___ Materials provided ___
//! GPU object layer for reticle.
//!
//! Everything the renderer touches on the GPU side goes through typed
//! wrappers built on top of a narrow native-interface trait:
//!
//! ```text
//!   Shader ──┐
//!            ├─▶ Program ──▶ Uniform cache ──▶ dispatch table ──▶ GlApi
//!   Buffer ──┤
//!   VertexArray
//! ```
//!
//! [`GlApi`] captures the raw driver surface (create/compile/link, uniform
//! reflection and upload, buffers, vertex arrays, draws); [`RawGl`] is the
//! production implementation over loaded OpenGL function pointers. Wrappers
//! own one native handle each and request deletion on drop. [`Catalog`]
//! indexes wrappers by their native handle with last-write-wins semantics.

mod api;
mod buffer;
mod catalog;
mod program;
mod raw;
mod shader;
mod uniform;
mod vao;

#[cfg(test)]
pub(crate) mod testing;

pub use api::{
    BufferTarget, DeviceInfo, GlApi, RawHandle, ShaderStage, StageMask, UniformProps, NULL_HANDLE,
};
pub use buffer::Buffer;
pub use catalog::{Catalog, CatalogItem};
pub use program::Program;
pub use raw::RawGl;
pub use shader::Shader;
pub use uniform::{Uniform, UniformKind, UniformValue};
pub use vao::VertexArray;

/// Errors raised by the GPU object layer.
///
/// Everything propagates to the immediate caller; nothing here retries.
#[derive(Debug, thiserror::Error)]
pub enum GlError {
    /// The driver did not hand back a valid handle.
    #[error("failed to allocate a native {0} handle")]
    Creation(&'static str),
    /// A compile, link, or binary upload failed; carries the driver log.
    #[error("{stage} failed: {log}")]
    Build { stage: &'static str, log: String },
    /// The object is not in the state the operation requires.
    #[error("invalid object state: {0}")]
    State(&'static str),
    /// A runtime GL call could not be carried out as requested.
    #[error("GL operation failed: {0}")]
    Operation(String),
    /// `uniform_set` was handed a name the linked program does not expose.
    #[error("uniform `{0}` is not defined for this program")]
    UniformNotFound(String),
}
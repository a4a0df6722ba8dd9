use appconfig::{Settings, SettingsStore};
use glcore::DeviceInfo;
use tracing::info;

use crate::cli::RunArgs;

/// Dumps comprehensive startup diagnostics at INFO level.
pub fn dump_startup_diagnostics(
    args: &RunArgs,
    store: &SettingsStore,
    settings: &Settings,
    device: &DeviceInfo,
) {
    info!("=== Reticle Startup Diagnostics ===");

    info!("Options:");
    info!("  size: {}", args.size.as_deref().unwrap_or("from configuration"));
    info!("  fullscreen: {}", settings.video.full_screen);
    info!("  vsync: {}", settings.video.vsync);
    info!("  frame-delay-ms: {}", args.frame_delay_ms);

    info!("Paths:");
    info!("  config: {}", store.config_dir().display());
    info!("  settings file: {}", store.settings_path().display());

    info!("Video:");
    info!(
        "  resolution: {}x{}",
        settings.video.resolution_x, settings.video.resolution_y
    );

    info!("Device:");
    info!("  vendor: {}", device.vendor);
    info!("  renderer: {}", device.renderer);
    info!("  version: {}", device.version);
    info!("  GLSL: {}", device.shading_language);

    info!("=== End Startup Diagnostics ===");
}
___
___ Materials provided ___
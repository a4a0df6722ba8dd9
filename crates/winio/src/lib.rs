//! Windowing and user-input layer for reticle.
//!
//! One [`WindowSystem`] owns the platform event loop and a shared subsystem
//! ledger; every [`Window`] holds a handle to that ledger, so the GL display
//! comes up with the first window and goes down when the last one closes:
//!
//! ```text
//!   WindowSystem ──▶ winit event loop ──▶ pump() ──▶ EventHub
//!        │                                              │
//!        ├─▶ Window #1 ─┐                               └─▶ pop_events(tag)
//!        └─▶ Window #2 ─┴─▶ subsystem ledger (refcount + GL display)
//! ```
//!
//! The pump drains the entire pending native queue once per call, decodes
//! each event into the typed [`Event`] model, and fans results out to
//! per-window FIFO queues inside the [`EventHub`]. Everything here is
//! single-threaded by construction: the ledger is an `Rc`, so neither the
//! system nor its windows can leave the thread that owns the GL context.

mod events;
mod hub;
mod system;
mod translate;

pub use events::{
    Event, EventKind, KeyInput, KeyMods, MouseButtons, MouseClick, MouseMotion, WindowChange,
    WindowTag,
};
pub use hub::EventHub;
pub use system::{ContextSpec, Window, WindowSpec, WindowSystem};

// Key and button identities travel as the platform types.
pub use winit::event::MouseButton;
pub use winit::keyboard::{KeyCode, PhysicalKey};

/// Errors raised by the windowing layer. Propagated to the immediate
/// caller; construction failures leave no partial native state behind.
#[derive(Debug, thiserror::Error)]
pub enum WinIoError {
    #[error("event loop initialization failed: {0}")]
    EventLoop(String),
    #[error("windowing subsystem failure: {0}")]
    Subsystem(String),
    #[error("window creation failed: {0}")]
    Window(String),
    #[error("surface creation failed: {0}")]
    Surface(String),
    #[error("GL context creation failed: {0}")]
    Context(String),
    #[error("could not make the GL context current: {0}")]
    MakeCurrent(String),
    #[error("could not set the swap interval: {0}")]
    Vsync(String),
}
___
What the task asks: Could you state how many lines of the entries contain the word "VertexArray"? Only the number is wanted.

Response to this task: 2